"Well that's all fine in practice, but how does it work in theory ?"

posted Aug 25, 2013, 7:07 PM by Admin PEMRF   [ updated Aug 25, 2013, 10:16 PM ]


 


 Dr. Garret FitzGerald 1926-2011, Former Taoiseach (Premier) of Ireland,

 architect of the Anglo-Irish Peace agreement,  and an academically 

 inclined economist who once arrived for a public function in one brown and one black shoe.




"Well that's all fine in practice, but how does it work in theory ?"

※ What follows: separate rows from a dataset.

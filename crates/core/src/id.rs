//! Strongly-typed identifiers used across the ledger.

use core::str::FromStr;
use serde::{Deserialize, Serialize};
use uuid::Uuid;

use crate::error::LedgerError;

/// Identity of an account holder or caller (opaque, address-like).
#[derive(Debug, Copy, Clone, PartialEq, Eq, Hash, PartialOrd, Ord, Serialize, Deserialize)]
#[serde(transparent)]
pub struct PrincipalId(Uuid);

/// Identifier of one token deployment (ledger + catalog instance).
#[derive(Debug, Copy, Clone, PartialEq, Eq, Hash, Serialize, Deserialize)]
#[serde(transparent)]
pub struct LedgerId(Uuid);

macro_rules! impl_uuid_newtype {
    ($t:ty, $name:literal) => {
        impl $t {
            /// Create a new identifier.
            ///
            /// Uses UUIDv7 (time-ordered). Prefer passing IDs explicitly in tests
            /// for determinism.
            pub fn new() -> Self {
                Self(Uuid::now_v7())
            }

            pub fn from_uuid(uuid: Uuid) -> Self {
                Self(uuid)
            }

            pub fn as_uuid(&self) -> &Uuid {
                &self.0
            }
        }

        impl Default for $t {
            fn default() -> Self {
                Self::new()
            }
        }

        impl core::fmt::Display for $t {
            fn fmt(&self, f: &mut core::fmt::Formatter<'_>) -> core::fmt::Result {
                core::fmt::Display::fmt(&self.0, f)
            }
        }

        impl From<Uuid> for $t {
            fn from(value: Uuid) -> Self {
                Self(value)
            }
        }

        impl From<$t> for Uuid {
            fn from(value: $t) -> Self {
                value.0
            }
        }

        impl FromStr for $t {
            type Err = LedgerError;

            fn from_str(s: &str) -> Result<Self, Self::Err> {
                let uuid = Uuid::from_str(s)
                    .map_err(|e| LedgerError::invalid_argument(format!("{}: {}", $name, e)))?;
                Ok(Self(uuid))
            }
        }
    };
}

impl_uuid_newtype!(PrincipalId, "PrincipalId");
impl_uuid_newtype!(LedgerId, "LedgerId");

/// Catalog entry identifier: 0-based, assigned in insertion order, never reused.
#[derive(Debug, Copy, Clone, PartialEq, Eq, Hash, PartialOrd, Ord, Serialize, Deserialize)]
#[serde(transparent)]
pub struct ItemId(u64);

impl ItemId {
    pub const fn new(raw: u64) -> Self {
        Self(raw)
    }

    pub const fn get(self) -> u64 {
        self.0
    }

    /// Position of the entry in the catalog, if it fits the platform's `usize`.
    pub fn index(self) -> Option<usize> {
        usize::try_from(self.0).ok()
    }
}

impl core::fmt::Display for ItemId {
    fn fmt(&self, f: &mut core::fmt::Formatter<'_>) -> core::fmt::Result {
        core::fmt::Display::fmt(&self.0, f)
    }
}

impl From<u64> for ItemId {
    fn from(value: u64) -> Self {
        Self(value)
    }
}

impl FromStr for ItemId {
    type Err = LedgerError;

    fn from_str(s: &str) -> Result<Self, Self::Err> {
        s.trim()
            .parse::<u64>()
            .map(Self)
            .map_err(|e| LedgerError::invalid_argument(format!("ItemId: {e}")))
    }
}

When presented with a solution to a difficult problem this apparently was former Taoiseach Garrett Fitzgerald's response. This is the kind of answer that gets academics a bad name. It struck me today however in the context of developing rules to predict rare events.

 

The classic 'I made it up because I'm an expert and then I validated it' rule is the apnea rule proposed by Wilwerth et al. After coming up with the rule the authors tested it on a retrospective data set; which apparently they didn't review prior to developing the rule. And their ruled perfectly perfect predicted all the infants with apnea in the data set.

 

The foundation is supporting a project which is currently attempting to derive a rule prospectively. The authors are using the standard logistic regression approach. But even with the adjustment for the rare events when the goal being sought is a model with 100% sensitivity problems arise. Hundred percent sensitivity is required for such things as apnea (it's not really good enough to send home just a few children to die). Even with adjustment for rare events, when the events become very rare and a zero miss rate is required the imbalance in the data makes the task almost impossible. CART analysis didn't help for the same reasons.

 

And yet the authors noted that with a little thought it was fairly easy to derive a series of rules which when tested had 100% sensitivity and as high as 60% specificity. Our researchers could do this because humans can fairly easily bias a classification tool when they create it manually. At first blush such a tool, with 100% sensitivity and specificity of 60% for a potentially fatal outcome in small infants sounds wonderful. But, is this really any different from the exercise performed by Wilwerth et al? One can argue that it is more data informed, done as it was following extensive univariable and multivariable modeling. This is true, however it does not excuse what is happening here. What is happening here, and what happened in Wilwerth et al. is a classic example of over fitting. Predictably, two subsequent authors failed to validate the rule proposed by Wilwerth et al., one a prospective, and one in retrospective data set and both in different centers to that of the authors of Wilwerth et al. The foundation does not want to see its work similarly discredited.

 

The fundamental problem comes down to this. In both cases informed experts are using either their own experience or data and their own experience to craft a classifier which works perfectly in their experience i.e. their  ER   but not anyone else's.  This is simply not good enough. Inevitably the data will be over fit and the classifier not generalizable (to somebody else's ER or infant).

 

As Garrett Fitzgerald said “It's all very well in practice but how does it work in theory?”

 

SMOTE'ing and other oversampling approaches in order to balance the data set can be taken to the extreme such that cases are oversampled in a proportion that effectively penalizes the controls. This is distinct from applying a penalty for false negatives in the evaluation phase of a classifier; although this distinction is not often brought out in the clinical literature. I’ll discuss how this all pans out in a subsequent entry.